Since the 1960s, legislative measures to increase criminal penalties, make parole more difficult to obtain, and create new crimes have been popular with politicians in the Nevada Legislature. The result has been a very high Nevada incarceration rate and one of the nation's most expensive criminal justice systems, according to intermittent reports, including some from the U.S. Department of Justice.
The current Nevada Legislature is no exception. According to a report released May 11 by the American Civil Liberties Union of Nevada, 44 “get tough” bills are pending in Carson City. Though the report does not provide a cumulative figure for the cost of all the measures, some of them bear fiscal notes outlining the costs that would be incurred if they are enacted.
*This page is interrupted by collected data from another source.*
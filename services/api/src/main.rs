use connxt_api::run;

#[tokio::main]
async fn main() {
    if let Err(err) = run().await {
        eprintln!("application error: {err}");
        std::process::exit(1);
    }
}
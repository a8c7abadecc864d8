use std::sync::Arc;

use axum::http::{header, Request};
use axum::response::Response;
use serde_json::Value;

use crate::store::InMemoryStore;
use crate::workflows::board::caller::CALLER_HEADER;
use crate::workflows::board::domain::{
    ApplicationDecision, ApplicationId, JobApplication, JobId, JobPosting, ModerationAction,
    NewApplication, NewJobPosting, NewNotification, Notification, NotificationId, StudentId,
    StudentInfo, User, UserId,
};
use crate::workflows::board::forms::{ApplicationForm, JobPostingForm, StudentProfileForm};
use crate::workflows::board::repository::{
    ApplicationRepository, CapacityLimit, JobRepository, NotificationRepository, RepositoryError,
    StudentRepository, UserRepository,
};
use crate::workflows::board::{board_router, BoardPolicy, JobBoardService};

pub(super) type MemoryService = JobBoardService<InMemoryStore>;

/// Accounts every scenario starts from.
pub(super) struct Cast {
    pub(super) admin: User,
    pub(super) employer: User,
    pub(super) student: User,
}

pub(super) fn build_service() -> (MemoryService, Arc<InMemoryStore>, Cast) {
    build_service_with(BoardPolicy::default())
}

pub(super) fn build_service_with(policy: BoardPolicy) -> (MemoryService, Arc<InMemoryStore>, Cast) {
    let store = Arc::new(InMemoryStore::new());
    let service = JobBoardService::new(store.clone(), policy);
    let cast = Cast {
        admin: service.register_user("admin", true).expect("admin"),
        employer: service.register_user("acme", false).expect("employer"),
        student: service.register_user("ada", false).expect("student"),
    };
    (service, store, cast)
}

pub(super) fn complete_profile_form(name: &str) -> StudentProfileForm {
    StudentProfileForm {
        student_name: name.to_string(),
        student_grade: "11".to_string(),
        student_email: format!("{}@example.edu", name.to_lowercase().replace(' ', ".")),
        student_skills: "Rust, SQL".to_string(),
        student_experience: "Robotics club".to_string(),
        student_info: String::new(),
        student_resume: "https://example.edu/resume.pdf".to_string(),
    }
}

pub(super) fn job_form(title: &str, capacity: i32) -> JobPostingForm {
    JobPostingForm {
        job_title: title.to_string(),
        job_hours: "10".to_string(),
        job_skills: "Pipetting".to_string(),
        job_description: "Help run the biology lab.".to_string(),
        company: "Acme Labs".to_string(),
        job_questions: "Why biology?".to_string(),
        job_capacity: capacity.to_string(),
    }
}

pub(super) fn essay(answer: &str) -> ApplicationForm {
    ApplicationForm {
        essay_answer: answer.to_string(),
    }
}

/// Posts a job as `cast.employer` and approves it as `cast.admin`.
pub(super) fn approved_job(service: &MemoryService, cast: &Cast, capacity: i32) -> JobPosting {
    let job = service
        .post_job(&cast.employer, &job_form("Lab Assistant", capacity))
        .expect("job posts");
    service
        .moderate_job(&cast.admin, job.id, ModerationAction::Approve)
        .expect("job approves");
    service
        .store()
        .job(job.id)
        .expect("lookup")
        .expect("job present")
}

/// Registers a student with a complete profile.
pub(super) fn ready_student(service: &MemoryService, username: &str) -> User {
    let user = service.register_user(username, false).expect("student");
    service
        .update_profile(&user, &complete_profile_form(username))
        .expect("profile saves");
    user
}

pub(super) fn messages_for(service: &MemoryService, user: &User) -> Vec<String> {
    service
        .inbox(user)
        .expect("inbox")
        .into_iter()
        .map(|notification| notification.message)
        .collect()
}

pub(super) fn router_with_service(service: MemoryService) -> axum::Router {
    board_router(Arc::new(service))
}

pub(super) fn get_as(user: &User, uri: &str) -> Request<axum::body::Body> {
    Request::get(uri)
        .header(CALLER_HEADER, user.id.to_string())
        .body(axum::body::Body::empty())
        .expect("request builds")
}

pub(super) fn post_form_as(user: &User, uri: &str, body: &str) -> Request<axum::body::Body> {
    Request::post(uri)
        .header(CALLER_HEADER, user.id.to_string())
        .header(header::CONTENT_TYPE, "application/x-www-form-urlencoded")
        .body(axum::body::Body::from(body.to_string()))
        .expect("request builds")
}

pub(super) async fn read_json_body(response: Response) -> Value {
    let body = axum::body::to_bytes(response.into_body(), 64 * 1024)
        .await
        .expect("read body");
    serde_json::from_slice(&body).expect("json payload")
}

/// Store whose backend is down for every call.
pub(super) struct OfflineStore;

fn offline<T>() -> Result<T, RepositoryError> {
    Err(RepositoryError::Unavailable("database offline".to_string()))
}

impl UserRepository for OfflineStore {
    fn create_user(&self, _username: &str, _is_superuser: bool) -> Result<User, RepositoryError> {
        offline()
    }

    fn user(&self, id: UserId) -> Result<Option<User>, RepositoryError> {
        // Identity resolution still works so that handlers reach the failing workflow.
        Ok(Some(User {
            id,
            username: "offline".to_string(),
            is_superuser: false,
        }))
    }

    fn user_by_username(&self, _username: &str) -> Result<Option<User>, RepositoryError> {
        offline()
    }

    fn users(&self) -> Result<Vec<User>, RepositoryError> {
        offline()
    }

    fn superusers(&self) -> Result<Vec<User>, RepositoryError> {
        offline()
    }

    fn promote_superuser(&self, _id: UserId) -> Result<User, RepositoryError> {
        offline()
    }
}

impl StudentRepository for OfflineStore {
    fn student(&self, _id: StudentId) -> Result<Option<StudentInfo>, RepositoryError> {
        offline()
    }

    fn student_for_user(&self, _user: UserId) -> Result<Option<StudentInfo>, RepositoryError> {
        offline()
    }

    fn get_or_create_student(&self, _user: UserId) -> Result<StudentInfo, RepositoryError> {
        offline()
    }

    fn save_student(&self, _info: &StudentInfo) -> Result<(), RepositoryError> {
        offline()
    }
}

impl JobRepository for OfflineStore {
    fn insert_job(
        &self,
        _job: NewJobPosting,
        _notices: &[NewNotification],
    ) -> Result<JobPosting, RepositoryError> {
        offline()
    }

    fn job(&self, _id: JobId) -> Result<Option<JobPosting>, RepositoryError> {
        offline()
    }

    fn save_job(&self, _job: &JobPosting) -> Result<(), RepositoryError> {
        offline()
    }

    fn delete_job(&self, _id: JobId) -> Result<Option<JobPosting>, RepositoryError> {
        offline()
    }

    fn jobs_by_owner(&self, _owner: UserId) -> Result<Vec<JobPosting>, RepositoryError> {
        offline()
    }

    fn jobs_by_approval(&self, _approved: bool) -> Result<Vec<JobPosting>, RepositoryError> {
        offline()
    }

    fn approve_job(
        &self,
        _id: JobId,
        _notice: &NewNotification,
    ) -> Result<Option<Notification>, RepositoryError> {
        offline()
    }

    fn reject_job(
        &self,
        _id: JobId,
        _notice: &NewNotification,
    ) -> Result<Option<Notification>, RepositoryError> {
        offline()
    }
}

impl ApplicationRepository for OfflineStore {
    fn insert_application(
        &self,
        _application: NewApplication,
        _limit: CapacityLimit,
        _notice: &NewNotification,
    ) -> Result<JobApplication, RepositoryError> {
        offline()
    }

    fn application(&self, _id: ApplicationId) -> Result<Option<JobApplication>, RepositoryError> {
        offline()
    }

    fn application_for(
        &self,
        _job: JobId,
        _student: StudentId,
    ) -> Result<Option<JobApplication>, RepositoryError> {
        offline()
    }

    fn applications_for_job(&self, _job: JobId) -> Result<Vec<JobApplication>, RepositoryError> {
        offline()
    }

    fn applications(&self) -> Result<Vec<JobApplication>, RepositoryError> {
        offline()
    }

    fn resolve_application(
        &self,
        _id: ApplicationId,
        _decision: ApplicationDecision,
        _notice: &NewNotification,
    ) -> Result<JobApplication, RepositoryError> {
        offline()
    }
}

impl NotificationRepository for OfflineStore {
    fn notifications_for(&self, _recipient: UserId) -> Result<Vec<Notification>, RepositoryError> {
        offline()
    }

    fn unread_count(&self, _recipient: UserId) -> Result<usize, RepositoryError> {
        offline()
    }

    fn delete_notification(
        &self,
        _recipient: UserId,
        _id: NotificationId,
    ) -> Result<bool, RepositoryError> {
        offline()
    }
}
Tough-on-crime bills drove prison construction costs so much at one point that, in the late 1980s and early 1990s, the two house judiciary committees required a cumulative assessment of all such bills each session before any of them were allowed to the full houses for votes. They also prevailed on legislators to cool the get-tough rhetoric and pursued, with the cooperation of prison officials, less expensive alternatives, particularly for nonviolent offenders. The result, according to former Assembly Judiciary chair Robert Sader, was that the state avoided having to build one new prison as the incarceration rate slowed.
But cumulative assessment fell by the wayside with turnover in the legislature and criminal justice costs started climbing again.
Assemblymember Michele Fiori has one bill that goes the other way—Assembly Bill 281, which would treat some traffic offenses civilly instead of criminally. It was amended into a study of the idea, passed the Assembly and is awaiting action in the Senate. But that is an exception to most criminal justice bills.